III. The specific purpose of the Corporation is to operate exclusively to carry out the purposes of the Internet Corporation for Assigned Names and Numbers, a California nonprofit public benefit corporation (“ICANN”), by performing the IANA functions on behalf of ICANN.
IV. The name of the Corporation's initial agent for service of process in the State of California, United States of America is C T Corporation System.
V. The initial street and mailing address of the Corporation is 12025 Waterfront Drive, Suite 300, Los Angeles, CA 90094-2536.
VI. The Corporation shall have only one member (as defined in Section 5056 of the California Corporations Code), which shall be ICANN.
VII. No substantial part of the activities of the Corporation shall consist of carrying on propaganda, or otherwise attempting to influence legislation, and the Corporation shall not participate or intervene in any political campaign (including the publishing or distribution of statements) on behalf of or in opposition to any candidate for public office.
VIII. The property of the Corporation is irrevocably dedicated to public and charitable purposes and no part of the net income or assets of this Corporation shall ever inure to the benefit of any director, trustee, member or officer of the Corporation, or to any private person, except that the Corporation is authorized and empowered to pay reasonable compensation for services rendered and to make payments and distributions in furtherance of the purposes set forth in Article III.
IX. Upon the dissolution or winding up of the Corporation, any assets remaining after payment, or provision for payment, of all debts and liabilities of the Corporation shall be distributed to ICANN, unless ICANN no longer qualifies as a tax-exempt organization under Section 501(c)(3) of the Code in which case such assets shall be distributed for charitable or educational purposes within the meaning of Section 501(c)(3) of the Code to one or more other organizations that lessen the burdens of government and promote the global public interest in the operational stability of the Internet and that are exempt from tax under Section 501(c)(3) of the Code.

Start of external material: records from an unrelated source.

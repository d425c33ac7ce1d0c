//! Containment state tracker.
//!
//! Owns the per (device, geofence) containment state and turns position
//! samples into ENTERED/EXITED transitions. State is sharded by device id:
//! every sample of a device takes the same shard lock, so the
//! read-modify-write of one pair can never interleave with another sample
//! of the same device, while distinct devices proceed in parallel.

use std::collections::HashMap;
use std::sync::{Mutex, MutexGuard};

use chrono::{DateTime, Utc};
use tracing::debug;

use crate::channel::EventPublisher;
use crate::error::{FenceError, FenceResult};
use crate::event::{GeofenceEvent, Transition};
use crate::geofence::{Geofence, GeofenceId};
use crate::geometry;
use crate::position::{DeviceId, DevicePosition};

/// Cooldown gate applied after transition detection.
pub mod cooldown;
/// Per-pair state and its update rule.
pub mod state;

pub use cooldown::{CooldownDecision, CooldownPolicy, Suppression};
pub use state::{ContainmentState, Step};

type PairKey = (DeviceId, GeofenceId);
type Shard = HashMap<PairKey, ContainmentState>;

/// Stable device → shard routing, shared with the ingest runtime so a device
/// always lands on the same worker.
#[must_use]
pub fn shard_for(device_id: &DeviceId, shards: usize) -> usize {
    let hash = blake3::hash(device_id.as_str().as_bytes());
    let mut prefix = [0u8; 8];
    prefix.copy_from_slice(&hash.as_bytes()[..8]);
    #[allow(clippy::cast_possible_truncation)]
    let idx = (u64::from_le_bytes(prefix) % shards.max(1) as u64) as usize;
    idx
}

/// Result of running one sample through detection and cooldown.
#[derive(Debug, Clone, PartialEq)]
pub struct Evaluation {
    /// Containment computed for this sample.
    pub inside: bool,
    /// Effect of the sample on the tracked state.
    pub step: Step,
    /// Cooldown outcome, present only when a transition was detected.
    pub decision: Option<CooldownDecision>,
    /// The emitted event, if any.
    pub event: Option<GeofenceEvent>,
}

/// Sharded per-pair containment state.
#[derive(Debug)]
pub struct ContainmentTracker {
    shards: Vec<Mutex<Shard>>,
}

impl Default for ContainmentTracker {
    fn default() -> Self {
        Self::new(16)
    }
}

impl ContainmentTracker {
    #[must_use]
    pub fn new(shards: usize) -> Self {
        let shards = shards.max(1);
        Self {
            shards: (0..shards).map(|_| Mutex::new(HashMap::new())).collect(),
        }
    }

    #[must_use]
    pub fn shard_count(&self) -> usize {
        self.shards.len()
    }

    fn lock_shard(&self, device_id: &DeviceId) -> FenceResult<MutexGuard<'_, Shard>> {
        self.shards[shard_for(device_id, self.shards.len())]
            .lock()
            .map_err(|_| FenceError::internal("poisoned lock: tracker shard"))
    }

    /// Detects a raw transition for one sample and persists the new state.
    ///
    /// The first sample of a pair never yields a transition. Samples older
    /// than the newest applied one are ignored. No cooldown is applied here.
    pub fn observe(
        &self,
        geofence: &Geofence,
        position: &DevicePosition,
        _now: DateTime<Utc>,
    ) -> FenceResult<Option<Transition>> {
        position.validate()?;
        let inside = geometry::contains(&geofence.geometry, position.point())?;

        let mut shard = self.lock_shard(&position.device_id)?;
        let step = advance(&mut shard, pair_key(position, geofence), inside, position.timestamp);
        Ok(step.transition())
    }

    /// Full per-sample pipeline: containment, transition detection and the
    /// cooldown gate, atomically with respect to the device's state.
    ///
    /// The sample's timestamp is the only clock: emitted events are stamped
    /// with it and cooldown windows are measured between sample times.
    pub fn evaluate(&self, geofence: &Geofence, position: &DevicePosition) -> FenceResult<Evaluation> {
        self.evaluate_and_publish(geofence, position, None)
    }

    /// Like [`evaluate`](Self::evaluate), but hands an emitted event to
    /// `publisher` before the device's shard lock is released, so events of
    /// one device reach the publisher in the order their state changed.
    pub fn evaluate_and_publish(
        &self,
        geofence: &Geofence,
        position: &DevicePosition,
        publisher: Option<&dyn EventPublisher>,
    ) -> FenceResult<Evaluation> {
        let now = position.timestamp;
        position.validate()?;
        let inside = geometry::contains(&geofence.geometry, position.point())?;

        let key = pair_key(position, geofence);
        let mut shard = self.lock_shard(&position.device_id)?;
        let step = advance(&mut shard, key.clone(), inside, position.timestamp);

        let Step::Changed(transition) = step else {
            if step == Step::Stale {
                debug!(
                    device_id = %position.device_id,
                    geofence_id = %geofence.id,
                    sample_at = %position.timestamp,
                    "ignoring out-of-order sample"
                );
            }
            return Ok(Evaluation {
                inside,
                step,
                decision: None,
                event: None,
            });
        };

        let state = shard
            .get_mut(&key)
            .ok_or_else(|| FenceError::internal("tracker lost state for a changed pair"))?;
        let decision = CooldownPolicy::decide(geofence, transition, now, state.last_entry_at, state.last_exit_at);

        let event = match decision {
            CooldownDecision::Emit => {
                state.record_emitted(transition, now);
                Some(GeofenceEvent::new(
                    geofence.id.clone(),
                    position.device_id.clone(),
                    transition.event_type(),
                    position.point(),
                    now,
                ))
            }
            CooldownDecision::Suppress(reason) => {
                debug!(
                    device_id = %position.device_id,
                    geofence_id = %geofence.id,
                    ?transition,
                    ?reason,
                    "transition suppressed"
                );
                None
            }
        };

        if let (Some(publisher), Some(event)) = (publisher, &event) {
            publisher.publish(event.clone());
        }
        drop(shard);

        Ok(Evaluation {
            inside,
            step,
            decision: Some(decision),
            event,
        })
    }

    /// Snapshot of a pair's state, `None` if unknown.
    pub fn state(&self, device_id: &DeviceId, geofence_id: &GeofenceId) -> FenceResult<Option<ContainmentState>> {
        let shard = self.lock_shard(device_id)?;
        Ok(shard.get(&(device_id.clone(), geofence_id.clone())).copied())
    }

    /// Drops a pair's state; the next sample is treated as a first observation.
    pub fn forget(&self, device_id: &DeviceId, geofence_id: &GeofenceId) -> FenceResult<bool> {
        let mut shard = self.lock_shard(device_id)?;
        Ok(shard.remove(&(device_id.clone(), geofence_id.clone())).is_some())
    }

    /// Drops every pair of a device.
    pub fn forget_device(&self, device_id: &DeviceId) -> FenceResult<usize> {
        let mut shard = self.lock_shard(device_id)?;
        let before = shard.len();
        shard.retain(|(d, _), _| d != device_id);
        Ok(before - shard.len())
    }

    /// Drops every pair of a geofence.
    pub fn forget_geofence(&self, geofence_id: &GeofenceId) -> FenceResult<usize> {
        self.retain_all(|(_, g), _| g != geofence_id)
    }

    /// Drops pairs whose newest sample is older than `cutoff`.
    pub fn evict_idle(&self, cutoff: DateTime<Utc>) -> FenceResult<usize> {
        self.retain_all(|_, s| s.last_observed_at >= cutoff)
    }

    /// Number of tracked pairs.
    pub fn len(&self) -> FenceResult<usize> {
        let mut total = 0;
        for shard in &self.shards {
            total += shard
                .lock()
                .map_err(|_| FenceError::internal("poisoned lock: tracker shard"))?
                .len();
        }
        Ok(total)
    }

    /// Returns true if no pair is tracked.
    pub fn is_empty(&self) -> FenceResult<bool> {
        Ok(self.len()? == 0)
    }

    fn retain_all(&self, mut keep: impl FnMut(&PairKey, &ContainmentState) -> bool) -> FenceResult<usize> {
        let mut removed = 0;
        for shard in &self.shards {
            let mut shard = shard
                .lock()
                .map_err(|_| FenceError::internal("poisoned lock: tracker shard"))?;
            let before = shard.len();
            shard.retain(|k, v| keep(k, v));
            removed += before - shard.len();
        }
        Ok(removed)
    }
}

fn pair_key(position: &DevicePosition, geofence: &Geofence) -> PairKey {
    (position.device_id.clone(), geofence.id.clone())
}

fn advance(shard: &mut Shard, key: PairKey, inside: bool, observed_at: DateTime<Utc>) -> Step {
    match shard.get_mut(&key) {
        Some(state) => state.apply(inside, observed_at),
        None => {
            shard.insert(key, ContainmentState::seeded(inside, observed_at));
            Step::First
        }
    }
}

X. In no event shall the Corporation be controlled directly or indirectly by one or more “disqualified persons” (as defined in Section 4946 of the Code) other than foundation managers and other than one or more organizations described in paragraph (1) or (2) of Section 509 (a) of the Code.
XI. The Corporation may engage in any activities that are reasonably related to or in furtherance of its stated purposes, or in any other charitable activities, provided that the Corporation will not carry on any activities not permitted to be carried on (i) by a corporation exempt from federal income tax under Section 501(c)(3) of the Code or (ii) by a corporation, contributions to which are deductible under Section 170(c)(2) of the Code. The Corporation shall operate to the maximum extent feasible in an open and transparent manner and consistent with procedures designed to ensure fairness.
XII. To the full extent permitted by the California Nonprofit Public Benefit Corporation Law or any other applicable laws presently or hereafter in effect, no director of the Corporation shall be personally liable to the Corporation or its members for or with respect to any acts or omissions in the performance of his or her duties as a director of the Corporation. Any repeal or modification of this Article XII shall not adversely affect any right or protection of a director of the Corporation existing immediately prior to such repeal or modification.
XIII. These Articles may only be adopted, amended, or repealed in whole or in part with the approval of (a) at least four of the five directors of the Corporation, and (b) ICANN.